Nobel laureate examines rise of terrorist organization Boko Haram in war-torn Nigeria

Akinwande Oluwole “Wole” Soyinka — Nigerian playwright, professor and cultural critic — has been as prolific politically as he has been creatively. In 1986, the Swedish Academy awarded him the Nobel Prize in Literature for his work, which “in a wide cultural perspective and with poetic overtones fashions the drama of existence,” according to a Nobel Media press release. He was the first African to receive this accolade.

In his lecture Monday, entitled “Hatched From the Egg of Impunity: A Fowl Called Boko Haram,” Soyinka discussed the rise of Boko Haram, a terrorist organization whose acts of violence have ravaged Nigeria in recent years. He recently spoke with The Herald about the distinctions between progress and tradition, change and stability.

Herald: Looking back on the body of work you’ve produced over the decades, to what extent would you say your writing has evolved to reflect the changing political landscape you witnessed in Nigeria?

Soyinka: Not much. Fortunately, I have not merely reflected but anticipated. The “increasing acerbity” — that’s a quote from someone, and probably justified — observable in such writings is perhaps a response to the worsening of one’s political environment. The language with which one deals with Boko Haram cannot but be vastly different from that of, shall we say, electoral manipulation.

In many of your plays, you’ve used satire as a means to air your grievances against the government and society. Is there a reason you attacked these issues with that particular literary weapon?

I have no grievances against any government. The government betrays the governed, and I merely respond as appropriate. Satire is suitable for some acts of misgovernance. Other times, the pen of satire gets blunted and other forms from the polemical to the excommunicating. Indeed, one longs for those comparative misdemeanors for which satire is a relief.
 
Elements of mythology — most notably Greek and Yoruba — also appear in your work. I was wondering if you could tell me about the dialogue you perceive between these traditions and the contemporary problems of progress you write about.

Greek mythology and the Yoruba descended from some ancient but profound contact, I often suggest. The affinities are startling. But then, all mythologies sprang from one impulse: the human need for explication of the mysterious in palpable terms. Contemplation of any aspect of the universe is the only provocation required to trigger a new mythology. If I deploy mythology in relation to contemporary problems of progress, it is only because progress itself is embedded in archetypes, and those provide you a preset template by which even novelty can be captured.
 
There have been times when your political agenda has placed you in great personal peril. You’ve spent time in solitary confinement and in exile. You’ve been sentenced to death in absentia. How did you respond to this punitive backlash?

You’ve heard the expression, I’m sure, that goes: “If you sentence me in absentia, then execute me in absentia.” My responsibility is then to oblige by keeping in absentia. My writing, however, was never placed on trial or sentenced to death, so that continues with normal existence. No changes I’m aware of.

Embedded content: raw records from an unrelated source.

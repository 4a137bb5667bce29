//! Moment reconstruction from binned data

use fidelity_core::MomentSet;
use fidelity_histogram::Histogram;
use serde::{Deserialize, Serialize};

/// Rebuilds moments from a histogram by placing each bin's mass at its center.
///
/// Variance is reduced by Sheppard's correction unless that is switched off;
/// the corrected figure is clamped at zero and also scales skewness and
/// kurtosis.
#[derive(Debug, Clone, Copy, PartialEq, Eq, Serialize, Deserialize)]
pub struct MomentEstimator {
    apply_correction: bool,
}

impl Default for MomentEstimator {
    fn default() -> Self {
        Self {
            apply_correction: true,
        }
    }
}

impl MomentEstimator {
    /// Estimator with Sheppard's correction enabled
    pub fn new() -> Self {
        Self::default()
    }

    /// Estimator that reports the raw binned variance
    pub fn without_correction() -> Self {
        Self {
            apply_correction: false,
        }
    }

    pub fn with_correction(mut self, apply_correction: bool) -> Self {
        self.apply_correction = apply_correction;
        self
    }

    pub fn applies_correction(&self) -> bool {
        self.apply_correction
    }

    /// Estimate mean, variance, skewness and kurtosis of the binned data.
    ///
    /// A histogram with no counts yields mean 0, variance 0, skewness 0 and
    /// kurtosis 3.
    pub fn estimate(&self, histogram: &Histogram) -> MomentSet {
        if histogram.total_count() == 0 {
            return MomentSet::degenerate();
        }
        let freqs = histogram.frequencies();
        let centers = histogram.centers();

        let mean: f64 = freqs.iter().zip(&centers).map(|(f, c)| f * c).sum();

        let (mut m2, mut m3, mut m4) = (0.0, 0.0, 0.0);
        for (f, c) in freqs.iter().zip(&centers) {
            let d = c - mean;
            let d2 = d * d;
            m2 += f * d2;
            m3 += f * d2 * d;
            m4 += f * d2 * d2;
        }

        if self.apply_correction {
            m2 = (m2 - sheppard_correction(histogram)).max(0.0);
        }

        MomentSet::from_central(mean, m2, m3, m4)
    }
}

/// Sheppard's variance correction, `(Σ freq·width)² / 12`
pub fn sheppard_correction(histogram: &Histogram) -> f64 {
    let mean_width: f64 = histogram
        .frequencies()
        .iter()
        .zip(histogram.widths())
        .map(|(f, w)| f * w)
        .sum();
    mean_width * mean_width / 12.0
}

#[cfg(test)]
mod tests {
    use super::*;
    use approx::assert_relative_eq;

    #[test]
    fn test_uncorrected_moments() {
        // Mass 1/4, 1/2, 1/4 at centers 0.5, 1.5, 2.5
        let hist = Histogram::from_edges(&[0.0, 1.0, 2.0, 3.0], &[1, 2, 1]).unwrap();
        let m = MomentEstimator::without_correction().estimate(&hist);
        assert_relative_eq!(m.mean, 1.5);
        assert_relative_eq!(m.variance, 0.5);
        assert_relative_eq!(m.skewness, 0.0);
        // m4 = 0.5, m2^2 = 0.25
        assert_relative_eq!(m.kurtosis, 2.0);
    }

    #[test]
    fn test_sheppard_correction_applied() {
        let hist = Histogram::from_edges(&[0.0, 1.0, 2.0, 3.0], &[1, 2, 1]).unwrap();
        assert_relative_eq!(sheppard_correction(&hist), 1.0 / 12.0);

        let m = MomentEstimator::new().estimate(&hist);
        let corrected = 0.5 - 1.0 / 12.0;
        assert_relative_eq!(m.variance, corrected);
        assert_relative_eq!(m.kurtosis, 0.5 / (corrected * corrected));
    }

    #[test]
    fn test_correction_clamped_at_zero() {
        // All mass in one wide bin: raw m2 is 0, correction is positive
        let hist = Histogram::from_edges(&[0.0, 10.0], &[5]).unwrap();
        let m = MomentEstimator::new().estimate(&hist);
        assert_eq!(m.variance, 0.0);
        assert_eq!(m.skewness, 0.0);
        assert_eq!(m.kurtosis, 3.0);
        assert_relative_eq!(m.mean, 5.0);
    }

    #[test]
    fn test_empty_histogram_does_not_fail() {
        let hist = Histogram::from_edges(&[0.0, 1.0, 2.0], &[0, 0]).unwrap();
        let m = MomentEstimator::new().estimate(&hist);
        assert_eq!(m, MomentSet::new(0.0, 0.0, 0.0, 3.0));
    }

    #[test]
    fn test_with_correction_toggle() {
        let est = MomentEstimator::new().with_correction(false);
        assert!(!est.applies_correction());
        assert_eq!(est, MomentEstimator::without_correction());
    }
}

It could be argued that you and the late Chinua Achebe, who was a professor of Africana studies here at Brown, have been two of Nigeria’s most dominant literary figures. Recent years have also seen the rise of younger writers like Chimimanda Ngozi Adichie, Ben Okri and Uwen Akpam. In what ways do you see these emerging voices as a continuation of — or departure from — your conception of Nigerian literary tradition?

Continuation of, departure from, even critique of the differences are not really generational. Society evolves. New themes are provoked into being. Experimentations take different forms, but most of the time it has nothing to do with generational differences. Regarding Nigerian literary tradition — that remains a contentious theme.